### Required work
Among the entries below, count the lines that contain the word "TaxRate". Respond with the count only.

(Saved entries)

========================================================================

//! Year-end adjustment worksheet.
//!
//! Reconciles the income tax withheld during the year against the final
//! annual liability for one employee.
//!
//! # Worksheet Structure
//!
//! | Step | Description |
//! |------|-------------|
//! | 1    | Total income (base pay + bonuses) |
//! | 2    | Employment income deduction (bracket lookup on step 1) |
//! | 3    | Income after employment deduction (step 1 − step 2) |
//! | 4    | Total itemized deductions (life insurance, earthquake insurance and medical expense capped) |
//! | 5    | Taxable income (step 3 − step 4, minimum 0) |
//! | 6    | Progressive tax (bracket lookup on step 5) |
//! | 7    | Final tax (step 6 − housing loan credit, minimum 0) |
//! | 8    | Difference (withheld tax − step 7); positive is a refund |
//!
//! # Example
//!
//! ```
//! use rust_decimal_macros::dec;
//! use yearend_core::{Deductions, ReconciliationInput};
//! use yearend_core::calculations::reconcile;
//!
//! let input = ReconciliationInput {
//!     employee_id: "E-1001".to_string(),
//!     tax_year: 2024,
//!     base_compensation: dec!(6000000),
//!     bonus_compensation: dec!(1000000),
//!     withheld_tax: dec!(700000),
//!     deductions: Deductions {
//!         basic: dec!(480000),
//!         spouse: dec!(380000),
//!         life_insurance: dec!(150000),
//!         social_insurance: dec!(1000000),
//!         ..Deductions::default()
//!     },
//! };
//!
//! let result = reconcile(&input);
//!
//! assert_eq!(result.employment_income_deduction, dec!(1800000));
//! assert_eq!(result.taxable_income, dec!(3220000));
//! assert_eq!(result.final_tax, dec!(224500));
//! assert!(result.is_refund);
//! assert_eq!(result.adjustment_amount, dec!(475500));
//! ```

use rust_decimal::Decimal;
use tracing::debug;

use crate::calculations::adjustment::{apply_housing_loan_credit, resolve_adjustment};
use crate::calculations::common::max;
use crate::calculations::deductions::total_deductions;
use crate::calculations::tables::{
    EMPLOYMENT_INCOME_DEDUCTION_TABLE, EmploymentIncomeFormula, INCOME_TAX_RATE_TABLE, TaxRate,
};
use crate::calculations::validation::{ReconciliationError, validate_input};
use crate::models::{
    BracketTable, ReconciliationDetails, ReconciliationInput, ReconciliationResult,
};

/// Calculator for the year-end adjustment.
///
/// Holds the two bracket tables the worksheet reads. [`YearEndWorksheet::statutory`]
/// uses the published tables; [`YearEndWorksheet::new`] accepts others.
#[derive(Debug, Clone, Copy)]
pub struct YearEndWorksheet<'a> {
    employment_table: &'a BracketTable<'a, EmploymentIncomeFormula>,
    tax_table: &'a BracketTable<'a, TaxRate>,
}

impl YearEndWorksheet<'static> {
    /// Worksheet over the statutory tables.
    pub fn statutory() -> Self {
        Self::new(&EMPLOYMENT_INCOME_DEDUCTION_TABLE, &INCOME_TAX_RATE_TABLE)
    }
}

impl Default for YearEndWorksheet<'static> {
    fn default() -> Self {
        Self::statutory()
    }
}

impl<'a> YearEndWorksheet<'a> {
    pub fn new(
        employment_table: &'a BracketTable<'a, EmploymentIncomeFormula>,
        tax_table: &'a BracketTable<'a, TaxRate>,
    ) -> Self {
        Self {
            employment_table,
            tax_table,
        }
    }

    /// Runs the full worksheet without validating the input.
    ///
    /// Negative amounts are not rejected; they flow through the arithmetic.
    /// Use [`YearEndWorksheet::reconcile_validated`] to reject them.
    pub fn reconcile(
        &self,
        input: &ReconciliationInput,
    ) -> ReconciliationResult {
        // Steps 1-3
        let total_income = input.total_income();
        let employment_income_deduction = self.employment_income_deduction(total_income);
        let income_after_employment_deduction = total_income - employment_income_deduction;

        // Steps 4-5
        let total_deductions = total_deductions(&input.deductions);
        let taxable_income =
            self.taxable_income(income_after_employment_deduction, total_deductions);

        // Steps 6-7
        let calculated_tax = self.calculate_tax(taxable_income);
        let final_tax = apply_housing_loan_credit(calculated_tax, input.deductions.housing_loan);

        // Step 8
        let adjustment = resolve_adjustment(input.withheld_tax, final_tax);

        debug!(
            employee_id = %input.employee_id,
            tax_year = input.tax_year,
            taxable_income = %taxable_income,
            final_tax = %final_tax,
            difference = %adjustment.difference,
            "year-end adjustment computed"
        );

        ReconciliationResult {
            employee_id: input.employee_id.clone(),
            tax_year: input.tax_year,
            total_income,
            employment_income_deduction,
            income_after_employment_deduction,
            total_deductions,
            taxable_income,
            final_tax,
            adjustment_amount: adjustment.amount,
            is_refund: adjustment.is_refund,
            details: ReconciliationDetails {
                calculated_tax,
                withheld_tax: input.withheld_tax,
                difference: adjustment.difference,
            },
        }
    }

    /// Runs the full worksheet after checking that every amount is a
    /// non-negative whole yen value and the dependent count is non-negative.
    ///
    /// # Errors
    ///
    /// Returns [`ReconciliationError::InvalidInput`] for the first field that
    /// fails the check. No bracket lookup runs in that case.
    pub fn reconcile_validated(
        &self,
        input: &ReconciliationInput,
    ) -> Result<ReconciliationResult, ReconciliationError> {
        validate_input(input)?;
        Ok(self.reconcile(input))
    }

    /// Employment income deduction for the given total income, floored to
    /// whole yen.
    pub fn employment_income_deduction(
        &self,
        total_income: Decimal,
    ) -> Decimal {
        self.employment_table
            .lookup(total_income)
            .apply(total_income)
    }

    /// Progressive income tax on the given taxable income, floored to whole
    /// yen.
    pub fn calculate_tax(
        &self,
        taxable_income: Decimal,
    ) -> Decimal {
        self.tax_table.lookup(taxable_income).apply(taxable_income)
    }

    /// Income after deductions, never below zero.
    fn taxable_income(
        &self,
        income_after_employment_deduction: Decimal,
        total_deductions: Decimal,
    ) -> Decimal {
        max(
            income_after_employment_deduction - total_deductions,
            Decimal::ZERO,
        )
    }
}

/// Reconciles one employee's year with the statutory tables.
pub fn reconcile(input: &ReconciliationInput) -> ReconciliationResult {
    YearEndWorksheet::statutory().reconcile(input)
}

/// Validated variant of [`reconcile`].
///
/// # Errors
///
/// See [`YearEndWorksheet::reconcile_validated`].
pub fn reconcile_validated(
    input: &ReconciliationInput
) -> Result<ReconciliationResult, ReconciliationError> {
    YearEndWorksheet::statutory().reconcile_validated(input)
}

/// Statutory employment income deduction.
///
/// # Examples
///
/// ```
/// use rust_decimal_macros::dec;
/// use yearend_core::calculations::employment_income_deduction;
///
/// assert_eq!(employment_income_deduction(dec!(5000000)), dec!(1440000));
/// ```
pub fn employment_income_deduction(total_income: Decimal) -> Decimal {
    YearEndWorksheet::statutory().employment_income_deduction(total_income)
}

/// Statutory progressive income tax.
///
/// # Examples
///
/// ```
/// use rust_decimal_macros::dec;
/// use yearend_core::calculations::progressive_tax;
///
/// assert_eq!(progressive_tax(dec!(4000000)), dec!(372500));
/// ```
pub fn progressive_tax(taxable_income: Decimal) -> Decimal {
    YearEndWorksheet::statutory().calculate_tax(taxable_income)
}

========================================================================

### Answer for this exercise
3